* _INSTRUCTIONS TO FOLLOW_
Check each line of the data for "todos" and select those that have it.

▼▼▼

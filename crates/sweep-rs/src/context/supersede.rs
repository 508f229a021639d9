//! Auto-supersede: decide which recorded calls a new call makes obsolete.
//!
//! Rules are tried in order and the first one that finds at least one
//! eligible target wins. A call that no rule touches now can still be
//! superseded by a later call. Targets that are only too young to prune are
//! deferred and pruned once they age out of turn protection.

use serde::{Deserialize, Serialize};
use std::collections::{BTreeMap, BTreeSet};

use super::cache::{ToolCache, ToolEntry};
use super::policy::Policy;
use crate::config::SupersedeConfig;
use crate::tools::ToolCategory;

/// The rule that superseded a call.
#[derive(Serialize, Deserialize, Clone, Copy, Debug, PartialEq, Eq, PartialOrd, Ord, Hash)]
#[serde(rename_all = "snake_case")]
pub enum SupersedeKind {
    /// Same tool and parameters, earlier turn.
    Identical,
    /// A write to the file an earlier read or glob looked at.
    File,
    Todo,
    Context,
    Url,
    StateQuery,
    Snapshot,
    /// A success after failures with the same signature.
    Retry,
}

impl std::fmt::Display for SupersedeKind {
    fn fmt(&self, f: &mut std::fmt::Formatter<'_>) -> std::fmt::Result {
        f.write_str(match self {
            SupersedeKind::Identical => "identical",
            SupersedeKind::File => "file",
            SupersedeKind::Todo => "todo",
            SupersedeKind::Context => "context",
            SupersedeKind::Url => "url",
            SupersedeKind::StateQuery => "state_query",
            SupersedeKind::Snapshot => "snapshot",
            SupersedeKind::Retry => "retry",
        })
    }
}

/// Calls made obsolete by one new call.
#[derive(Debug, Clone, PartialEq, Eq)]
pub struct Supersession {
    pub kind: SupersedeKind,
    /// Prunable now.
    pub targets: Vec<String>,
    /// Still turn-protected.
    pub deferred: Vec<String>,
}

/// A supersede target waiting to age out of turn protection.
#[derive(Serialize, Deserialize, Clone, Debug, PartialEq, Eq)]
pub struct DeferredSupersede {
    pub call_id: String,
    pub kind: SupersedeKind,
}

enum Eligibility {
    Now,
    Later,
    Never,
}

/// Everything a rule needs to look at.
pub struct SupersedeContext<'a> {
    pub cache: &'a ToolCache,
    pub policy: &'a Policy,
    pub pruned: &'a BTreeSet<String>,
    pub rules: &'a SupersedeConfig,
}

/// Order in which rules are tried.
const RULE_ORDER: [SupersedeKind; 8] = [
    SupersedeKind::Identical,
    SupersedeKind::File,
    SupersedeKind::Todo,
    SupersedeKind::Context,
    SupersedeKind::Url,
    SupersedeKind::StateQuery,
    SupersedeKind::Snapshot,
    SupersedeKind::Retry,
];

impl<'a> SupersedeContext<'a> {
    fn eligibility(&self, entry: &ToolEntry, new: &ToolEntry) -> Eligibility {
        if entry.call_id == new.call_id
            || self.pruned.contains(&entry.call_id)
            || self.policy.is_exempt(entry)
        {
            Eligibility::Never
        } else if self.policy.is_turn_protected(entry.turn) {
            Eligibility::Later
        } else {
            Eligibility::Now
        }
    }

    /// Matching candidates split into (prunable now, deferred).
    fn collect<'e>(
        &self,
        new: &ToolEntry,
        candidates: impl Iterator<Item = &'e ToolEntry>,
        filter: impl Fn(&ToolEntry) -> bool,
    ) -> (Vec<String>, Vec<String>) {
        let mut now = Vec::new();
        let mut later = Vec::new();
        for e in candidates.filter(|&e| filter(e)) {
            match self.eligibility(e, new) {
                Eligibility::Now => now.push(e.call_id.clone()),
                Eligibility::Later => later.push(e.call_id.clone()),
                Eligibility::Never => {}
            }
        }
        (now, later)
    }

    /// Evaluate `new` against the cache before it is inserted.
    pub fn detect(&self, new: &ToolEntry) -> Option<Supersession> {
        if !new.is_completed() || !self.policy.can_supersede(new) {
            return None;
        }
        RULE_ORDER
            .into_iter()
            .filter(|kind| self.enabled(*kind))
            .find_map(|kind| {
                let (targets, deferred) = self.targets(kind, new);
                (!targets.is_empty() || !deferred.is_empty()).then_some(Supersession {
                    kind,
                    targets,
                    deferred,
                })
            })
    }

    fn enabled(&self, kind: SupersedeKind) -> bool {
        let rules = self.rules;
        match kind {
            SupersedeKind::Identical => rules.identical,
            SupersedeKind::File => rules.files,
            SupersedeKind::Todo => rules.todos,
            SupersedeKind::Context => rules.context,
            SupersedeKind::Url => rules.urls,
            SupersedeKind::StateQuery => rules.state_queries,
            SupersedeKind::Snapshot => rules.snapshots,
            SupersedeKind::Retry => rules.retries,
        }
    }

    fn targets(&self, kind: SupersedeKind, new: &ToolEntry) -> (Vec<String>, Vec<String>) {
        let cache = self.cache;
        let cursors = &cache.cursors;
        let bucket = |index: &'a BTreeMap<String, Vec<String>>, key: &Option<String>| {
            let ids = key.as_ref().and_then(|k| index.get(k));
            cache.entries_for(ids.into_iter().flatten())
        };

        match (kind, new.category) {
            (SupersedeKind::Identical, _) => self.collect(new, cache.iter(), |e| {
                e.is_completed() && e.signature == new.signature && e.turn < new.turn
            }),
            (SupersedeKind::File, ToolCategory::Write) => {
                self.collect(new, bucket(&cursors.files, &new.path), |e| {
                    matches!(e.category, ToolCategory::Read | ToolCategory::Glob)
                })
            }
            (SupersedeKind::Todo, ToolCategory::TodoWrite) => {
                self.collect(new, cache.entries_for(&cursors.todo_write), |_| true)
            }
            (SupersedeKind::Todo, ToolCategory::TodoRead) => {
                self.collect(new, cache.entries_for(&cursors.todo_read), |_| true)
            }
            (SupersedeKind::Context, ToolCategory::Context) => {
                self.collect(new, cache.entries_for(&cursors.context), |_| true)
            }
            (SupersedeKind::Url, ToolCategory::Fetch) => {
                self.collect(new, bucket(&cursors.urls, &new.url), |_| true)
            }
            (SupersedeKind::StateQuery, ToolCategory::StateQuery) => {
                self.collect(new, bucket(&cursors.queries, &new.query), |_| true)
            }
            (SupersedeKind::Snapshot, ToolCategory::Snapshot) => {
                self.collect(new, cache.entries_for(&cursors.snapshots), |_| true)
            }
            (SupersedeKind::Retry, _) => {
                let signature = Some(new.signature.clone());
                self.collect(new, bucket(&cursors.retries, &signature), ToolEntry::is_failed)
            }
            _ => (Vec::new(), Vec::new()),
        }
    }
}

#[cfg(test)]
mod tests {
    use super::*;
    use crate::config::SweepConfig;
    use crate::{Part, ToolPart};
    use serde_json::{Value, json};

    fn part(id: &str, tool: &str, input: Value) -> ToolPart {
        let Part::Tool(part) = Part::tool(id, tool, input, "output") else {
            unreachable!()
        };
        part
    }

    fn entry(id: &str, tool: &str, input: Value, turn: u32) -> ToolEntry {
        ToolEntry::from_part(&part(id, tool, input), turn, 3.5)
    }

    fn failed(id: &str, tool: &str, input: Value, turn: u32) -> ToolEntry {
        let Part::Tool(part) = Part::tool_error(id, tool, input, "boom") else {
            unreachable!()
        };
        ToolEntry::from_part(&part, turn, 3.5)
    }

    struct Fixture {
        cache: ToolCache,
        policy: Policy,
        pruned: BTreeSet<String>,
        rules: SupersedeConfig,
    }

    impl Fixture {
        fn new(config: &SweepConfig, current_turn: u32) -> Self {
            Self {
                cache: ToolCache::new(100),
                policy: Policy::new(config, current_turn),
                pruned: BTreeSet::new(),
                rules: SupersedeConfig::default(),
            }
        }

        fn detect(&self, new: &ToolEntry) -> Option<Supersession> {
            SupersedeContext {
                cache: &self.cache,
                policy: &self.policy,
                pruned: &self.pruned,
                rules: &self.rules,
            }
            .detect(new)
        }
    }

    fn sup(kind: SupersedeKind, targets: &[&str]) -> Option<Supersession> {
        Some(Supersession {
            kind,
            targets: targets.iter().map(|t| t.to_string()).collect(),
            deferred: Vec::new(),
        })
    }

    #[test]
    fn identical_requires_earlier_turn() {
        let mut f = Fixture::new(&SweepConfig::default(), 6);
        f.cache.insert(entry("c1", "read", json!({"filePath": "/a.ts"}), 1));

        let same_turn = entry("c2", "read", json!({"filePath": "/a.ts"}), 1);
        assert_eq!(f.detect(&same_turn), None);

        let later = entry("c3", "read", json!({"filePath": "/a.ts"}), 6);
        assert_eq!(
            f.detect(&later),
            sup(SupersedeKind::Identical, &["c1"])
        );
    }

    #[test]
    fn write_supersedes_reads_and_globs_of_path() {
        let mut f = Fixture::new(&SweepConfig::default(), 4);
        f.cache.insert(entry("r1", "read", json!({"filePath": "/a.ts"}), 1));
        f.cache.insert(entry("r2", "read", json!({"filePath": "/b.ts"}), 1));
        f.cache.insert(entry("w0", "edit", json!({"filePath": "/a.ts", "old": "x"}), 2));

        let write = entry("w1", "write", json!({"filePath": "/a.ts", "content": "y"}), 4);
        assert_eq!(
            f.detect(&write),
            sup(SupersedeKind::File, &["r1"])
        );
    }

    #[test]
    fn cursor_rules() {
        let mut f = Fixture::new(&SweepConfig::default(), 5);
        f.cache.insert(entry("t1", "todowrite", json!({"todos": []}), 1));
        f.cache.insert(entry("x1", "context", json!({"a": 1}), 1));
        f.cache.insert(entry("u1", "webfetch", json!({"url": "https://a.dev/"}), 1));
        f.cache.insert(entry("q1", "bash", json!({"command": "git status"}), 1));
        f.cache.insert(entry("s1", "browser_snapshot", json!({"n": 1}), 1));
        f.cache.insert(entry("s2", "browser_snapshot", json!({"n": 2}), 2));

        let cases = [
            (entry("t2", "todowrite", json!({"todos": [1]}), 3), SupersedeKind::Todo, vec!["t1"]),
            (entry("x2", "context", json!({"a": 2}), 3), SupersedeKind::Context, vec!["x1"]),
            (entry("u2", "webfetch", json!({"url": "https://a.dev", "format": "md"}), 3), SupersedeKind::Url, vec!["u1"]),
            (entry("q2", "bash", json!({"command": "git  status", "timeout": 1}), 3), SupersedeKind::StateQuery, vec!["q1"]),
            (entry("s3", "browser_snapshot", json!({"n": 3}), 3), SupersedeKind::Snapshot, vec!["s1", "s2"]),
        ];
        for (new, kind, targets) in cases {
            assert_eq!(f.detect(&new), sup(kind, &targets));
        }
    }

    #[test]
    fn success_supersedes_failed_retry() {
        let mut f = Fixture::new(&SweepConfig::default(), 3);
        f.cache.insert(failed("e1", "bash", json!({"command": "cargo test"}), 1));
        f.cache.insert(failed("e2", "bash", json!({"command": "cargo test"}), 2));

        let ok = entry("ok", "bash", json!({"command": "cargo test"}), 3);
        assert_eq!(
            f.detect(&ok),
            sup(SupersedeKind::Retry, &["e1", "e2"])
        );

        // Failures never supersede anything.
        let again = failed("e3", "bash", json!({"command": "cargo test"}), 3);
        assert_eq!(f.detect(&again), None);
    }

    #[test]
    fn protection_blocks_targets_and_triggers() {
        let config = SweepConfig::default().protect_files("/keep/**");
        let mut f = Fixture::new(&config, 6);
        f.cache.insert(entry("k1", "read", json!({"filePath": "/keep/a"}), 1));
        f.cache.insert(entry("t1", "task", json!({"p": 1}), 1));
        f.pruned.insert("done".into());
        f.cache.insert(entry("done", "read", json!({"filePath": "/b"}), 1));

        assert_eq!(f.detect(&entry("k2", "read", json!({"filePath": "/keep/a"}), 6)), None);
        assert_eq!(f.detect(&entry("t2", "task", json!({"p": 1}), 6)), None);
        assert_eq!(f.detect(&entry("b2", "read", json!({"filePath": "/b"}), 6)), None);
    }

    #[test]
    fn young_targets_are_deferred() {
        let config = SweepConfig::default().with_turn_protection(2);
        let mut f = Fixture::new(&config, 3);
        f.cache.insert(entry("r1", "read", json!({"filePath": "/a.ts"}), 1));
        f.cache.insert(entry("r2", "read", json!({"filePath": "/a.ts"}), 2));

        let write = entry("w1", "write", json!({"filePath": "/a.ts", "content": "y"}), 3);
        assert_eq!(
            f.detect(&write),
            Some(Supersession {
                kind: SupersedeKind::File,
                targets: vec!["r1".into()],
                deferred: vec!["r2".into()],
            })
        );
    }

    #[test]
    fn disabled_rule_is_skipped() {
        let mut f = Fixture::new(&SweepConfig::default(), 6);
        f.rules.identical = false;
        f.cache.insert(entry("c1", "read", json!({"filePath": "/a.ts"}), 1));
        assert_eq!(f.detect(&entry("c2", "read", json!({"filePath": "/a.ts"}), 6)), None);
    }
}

▲▲▲

* _ANSWER FOR THE TASK_
            SupersedeKind::Todo => rules.todos,
        f.cache.insert(entry("t1", "todowrite", json!({"todos": []}), 1));
            (entry("t2", "todowrite", json!({"todos": [1]}), 3), SupersedeKind::Todo, vec!["t1"]),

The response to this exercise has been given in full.